Although people may say "Live each day as if it's your last," they never say "Enjoy your sanity as if you might go mad."
Death is binary, whereas mental health is a spectrum. Everyone is a bit crazy, just some people cross a threshold where they can no longer function in society.
When that person is close to you, there's a responsibility to help them: dropping them off at the health centre, tidying up their mess, visiting them in hospital. For a photographer, helping can also mean documentation—alerting the world to societal dysfunction and encouraging empathy.
Louis Quail's Big Brother (2018) is an extraordinarily handsome photobook. As well as photographs, it is interleaved with facsimiles of handwritten lists, doctor's notes, and police reports. It documents the struggles of Quail's older sibling, Justin, and Justin's girlfriend, Jackie. Both suffer from schizophrenia and live in the community, supported by a system that prioritises control and efficiency over care.

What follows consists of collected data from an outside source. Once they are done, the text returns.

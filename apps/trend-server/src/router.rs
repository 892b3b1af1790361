//! ルーティングとハンドラ。エラーは種別ごとの HTTP status + 構造化 JSON で返す。

use axum::{
    extract::{Path, Query, State},
    http::StatusCode,
    response::{IntoResponse, Json, Response},
    routing::{get, post},
    Router,
};
use infrastructure::tools::{
    CompareTool, InterestTool, RelatedTool, TrendingBulkTool, TrendingTool,
};
use rig::tool::Tool;
use serde::Deserialize;
use serde_json::{json, Value};
use shared::health::HealthMonitor;
use std::str::FromStr;
use std::sync::{Arc, Mutex};
use tower_http::cors::CorsLayer;
use trendkit_core::client::{
    BulkRequest, CompareRequest, InterestRequest, RelatedRequest, TrendClient, TrendingRequest,
};
use trendkit_core::contracts::{Days, Format, Platform, TimeWindow};
use trendkit_core::error::TrendkitError;

pub struct AppState {
    pub client: Arc<TrendClient>,
    pub monitor: Mutex<HealthMonitor>,
}

pub fn create_router(state: Arc<AppState>) -> Router {
    Router::new()
        .route("/api/trending", get(trending_handler))
        .route("/api/trending/bulk", get(trending_bulk_handler))
        .route("/api/related", get(related_handler))
        .route("/api/compare", get(compare_handler))
        .route("/api/interest", get(interest_handler))
        .route("/api/regions", get(regions_handler))
        .route("/api/cache/stats", get(cache_stats_handler))
        .route("/api/cache/clear", post(cache_clear_handler))
        .route("/api/health", get(health_handler))
        .route("/api/tools", get(tools_handler))
        .route("/api/tools/:name", post(tool_call_handler))
        .layer(CorsLayer::permissive())
        .with_state(state)
}

/// typed error を HTTP 応答へ写像するラッパ
struct ApiError(TrendkitError);

impl From<TrendkitError> for ApiError {
    fn from(err: TrendkitError) -> Self {
        Self(err)
    }
}

impl IntoResponse for ApiError {
    fn into_response(self) -> Response {
        let status = match &self.0 {
            TrendkitError::Validation { .. } => StatusCode::UNPROCESSABLE_ENTITY,
            TrendkitError::RateLimit { .. } => StatusCode::TOO_MANY_REQUESTS,
            TrendkitError::Timeout { .. } => StatusCode::GATEWAY_TIMEOUT,
            TrendkitError::Unavailable { .. } => StatusCode::SERVICE_UNAVAILABLE,
            TrendkitError::Unsupported { .. } => StatusCode::NOT_IMPLEMENTED,
            TrendkitError::Service { .. } => StatusCode::BAD_GATEWAY,
        };

        let mut body = json!({
            "error": self.0.kind(),
            "message": self.0.to_string(),
        });
        match &self.0 {
            TrendkitError::RateLimit { retry_after_secs } => {
                body["retry_after"] = json!(retry_after_secs);
            }
            TrendkitError::Timeout { partial, .. } => {
                body["partial_results"] = json!(partial);
            }
            TrendkitError::Validation { parameter, valid_values, .. } => {
                body["parameter"] = json!(parameter);
                if let Some(values) = valid_values {
                    body["valid_values"] = json!(values);
                }
            }
            TrendkitError::Unavailable { hint, .. } => {
                body["hint"] = json!(hint);
            }
            _ => {}
        }

        (status, Json(body)).into_response()
    }
}

#[derive(Deserialize)]
struct TrendingParams {
    geo: Option<String>,
    limit: Option<usize>,
    format: Option<String>,
}

async fn trending_handler(
    State(state): State<Arc<AppState>>,
    Query(params): Query<TrendingParams>,
) -> Result<Json<Value>, ApiError> {
    let format = params
        .format
        .as_deref()
        .map(Format::from_str)
        .transpose()?
        .unwrap_or_default();
    let result = state
        .client
        .trending(TrendingRequest {
            region: params.geo,
            limit: params.limit,
            format,
            ..TrendingRequest::default()
        })
        .await?;
    Ok(Json(json!({ "trends": result })))
}

#[derive(Deserialize)]
struct BulkParams {
    geo: Option<String>,
    hours: Option<u32>,
    limit: Option<usize>,
    enrich: Option<bool>,
}

async fn trending_bulk_handler(
    State(state): State<Arc<AppState>>,
    Query(params): Query<BulkParams>,
) -> Result<Json<Value>, ApiError> {
    let window = params.hours.map(TimeWindow::try_from).transpose()?.unwrap_or_default();
    let report = state
        .client
        .trending_bulk(BulkRequest {
            region: params.geo,
            window,
            limit: params.limit,
            enrich: params.enrich.unwrap_or(false),
            ..BulkRequest::default()
        })
        .await?;

    let body = match &report.envelope {
        Some(envelope) => json!(envelope),
        None => json!({ "trends": report.trends.as_ref() }),
    };
    Ok(Json(body))
}

#[derive(Deserialize)]
struct RelatedParams {
    keyword: String,
    geo: Option<String>,
    limit: Option<usize>,
}

async fn related_handler(
    State(state): State<Arc<AppState>>,
    Query(params): Query<RelatedParams>,
) -> Result<Json<Value>, ApiError> {
    let related = state
        .client
        .related(
            &params.keyword,
            RelatedRequest {
                region: params.geo,
                limit: params.limit,
                ..RelatedRequest::default()
            },
        )
        .await?;
    Ok(Json(json!({ "related": related })))
}

#[derive(Deserialize)]
struct AnalysisParams {
    /// カンマ区切りのキーワード列 (例: "삼성,애플")
    keywords: String,
    geo: Option<String>,
    days: Option<u32>,
    platform: Option<String>,
}

impl AnalysisParams {
    fn keyword_list(&self) -> Vec<String> {
        self.keywords
            .split(',')
            .map(str::trim)
            .filter(|s| !s.is_empty())
            .map(str::to_string)
            .collect()
    }
}

async fn compare_handler(
    State(state): State<Arc<AppState>>,
    Query(params): Query<AnalysisParams>,
) -> Result<Json<Value>, ApiError> {
    let days = params.days.map(Days::try_from).transpose()?.unwrap_or(Days::D90);
    let platform = params
        .platform
        .as_deref()
        .map(Platform::from_str)
        .transpose()?
        .unwrap_or_default();
    let scores = state
        .client
        .compare(
            &params.keyword_list(),
            CompareRequest {
                region: params.geo.clone(),
                days,
                platform,
                ..CompareRequest::default()
            },
        )
        .await?;
    Ok(Json(json!({ "scores": scores })))
}

async fn interest_handler(
    State(state): State<Arc<AppState>>,
    Query(params): Query<AnalysisParams>,
) -> Result<Json<Value>, ApiError> {
    let days = params.days.map(Days::try_from).transpose()?.unwrap_or(Days::D7);
    let platform = params
        .platform
        .as_deref()
        .map(Platform::from_str)
        .transpose()?
        .unwrap_or_default();
    let series = state
        .client
        .interest(
            &params.keyword_list(),
            InterestRequest {
                region: params.geo.clone(),
                days,
                platform,
                ..InterestRequest::default()
            },
        )
        .await?;
    Ok(Json(json!(series)))
}

async fn regions_handler() -> Json<Value> {
    Json(json!({ "regions": TrendClient::supported_regions() }))
}

async fn cache_stats_handler(State(state): State<Arc<AppState>>) -> Json<Value> {
    let stats = state.client.cache_stats();
    Json(json!({
        "hits": stats.hits,
        "misses": stats.misses,
        "hit_rate": format!("{:.1}%", stats.hit_rate() * 100.0),
        "size": stats.size,
        "max_size": stats.max_size,
    }))
}

async fn cache_clear_handler(State(state): State<Arc<AppState>>) -> Json<Value> {
    let cleared = state.client.invalidate_cache();
    Json(json!({ "cleared": cleared }))
}

async fn health_handler(State(state): State<Arc<AppState>>) -> Json<Value> {
    let resources = state
        .monitor
        .lock()
        .map(|mut monitor| monitor.check())
        .ok();
    Json(json!({
        "status": "ok",
        "resources": resources,
        "backends": state.client.backend_health(),
        "cache": state.client.cache_stats(),
    }))
}

/// 登録済みツールの定義一覧 (ツール呼び出しプロトコルのハンドシェイク用)
async fn tools_handler(State(state): State<Arc<AppState>>) -> Json<Value> {
    let client = &state.client;
    let definitions = vec![
        TrendingTool { client: Arc::clone(client) }.definition(String::new()).await,
        TrendingBulkTool { client: Arc::clone(client) }.definition(String::new()).await,
        RelatedTool { client: Arc::clone(client) }.definition(String::new()).await,
        CompareTool { client: Arc::clone(client) }.definition(String::new()).await,
        InterestTool { client: Arc::clone(client) }.definition(String::new()).await,
    ];
    let tools: Vec<Value> = definitions
        .into_iter()
        .map(|d| json!({ "name": d.name, "description": d.description, "parameters": d.parameters }))
        .collect();
    Json(json!({ "tools": tools }))
}

fn bad_args(err: serde_json::Error) -> ApiError {
    ApiError(TrendkitError::Validation {
        parameter: "args",
        detail: format!("引数の形が不正: {err}"),
        valid_values: None,
    })
}

/// 名前指定のツール実行
async fn tool_call_handler(
    State(state): State<Arc<AppState>>,
    Path(name): Path<String>,
    Json(args): Json<Value>,
) -> Result<Json<Value>, ApiError> {
    let client = Arc::clone(&state.client);
    let output = match name.as_str() {
        "trends_trending" => {
            let args = serde_json::from_value(args).map_err(bad_args)?;
            serde_json::to_value(TrendingTool { client }.call(args).await?)
        }
        "trends_trending_bulk" => {
            let args = serde_json::from_value(args).map_err(bad_args)?;
            serde_json::to_value(TrendingBulkTool { client }.call(args).await?)
        }
        "trends_related" => {
            let args = serde_json::from_value(args).map_err(bad_args)?;
            serde_json::to_value(RelatedTool { client }.call(args).await?)
        }
        "trends_compare" => {
            let args = serde_json::from_value(args).map_err(bad_args)?;
            serde_json::to_value(CompareTool { client }.call(args).await?)
        }
        "trends_interest" => {
            let args = serde_json::from_value(args).map_err(bad_args)?;
            serde_json::to_value(InterestTool { client }.call(args).await?)
        }
        other => {
            return Err(ApiError(TrendkitError::Validation {
                parameter: "name",
                detail: format!("未知のツール: {other}"),
                valid_values: Some(vec![
                    "trends_trending".into(),
                    "trends_trending_bulk".into(),
                    "trends_related".into(),
                    "trends_compare".into(),
                    "trends_interest".into(),
                ]),
            }))
        }
    };

    let output = output
        .map_err(|e| ApiError(TrendkitError::Service { detail: format!("直列化失敗: {e}") }))?;
    Ok(Json(output))
}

While the slogan 'defund the police' is controversial and not much taken seriously nowadays, the basic premise is sound: many ‘crimes’ are committed by people with complex needs who are ill-served by being imprisoned.
Quail describes a system where mental health budgets are threadbare. Leading, in the words of one police officer quoted in the book, to 80-90% of police time is spent dealing with the mentally ill.
Mental health policy seems to have reached a kind of dead end. We have neither the optimism of R. D. Laing who thought we could solve madness by fixing society, nor do we have huge Victorian asylums to lock up the awkward. Instead, we have a panoply of drugs to quell mood swings, leaving people in a functional stupor.
Amidst the chaos of Jackie and Justin’s life, there is love, loyalty, and a deep curiosity for the world. This is particularly true with Justin’s birdwatching obsession, one of the few things to anchor him to reality.
The photographs are dignified but intimate. They never stray into voyeurism or exploitation. They may make a political point but this never gets in the way of telling Justin’s story. In style, they are typical of modern documentary photography that seeks truthful clarity rather than artful opacity.
I highly recommend Big Brother for all fans of thoughtful, challenging documentary photography.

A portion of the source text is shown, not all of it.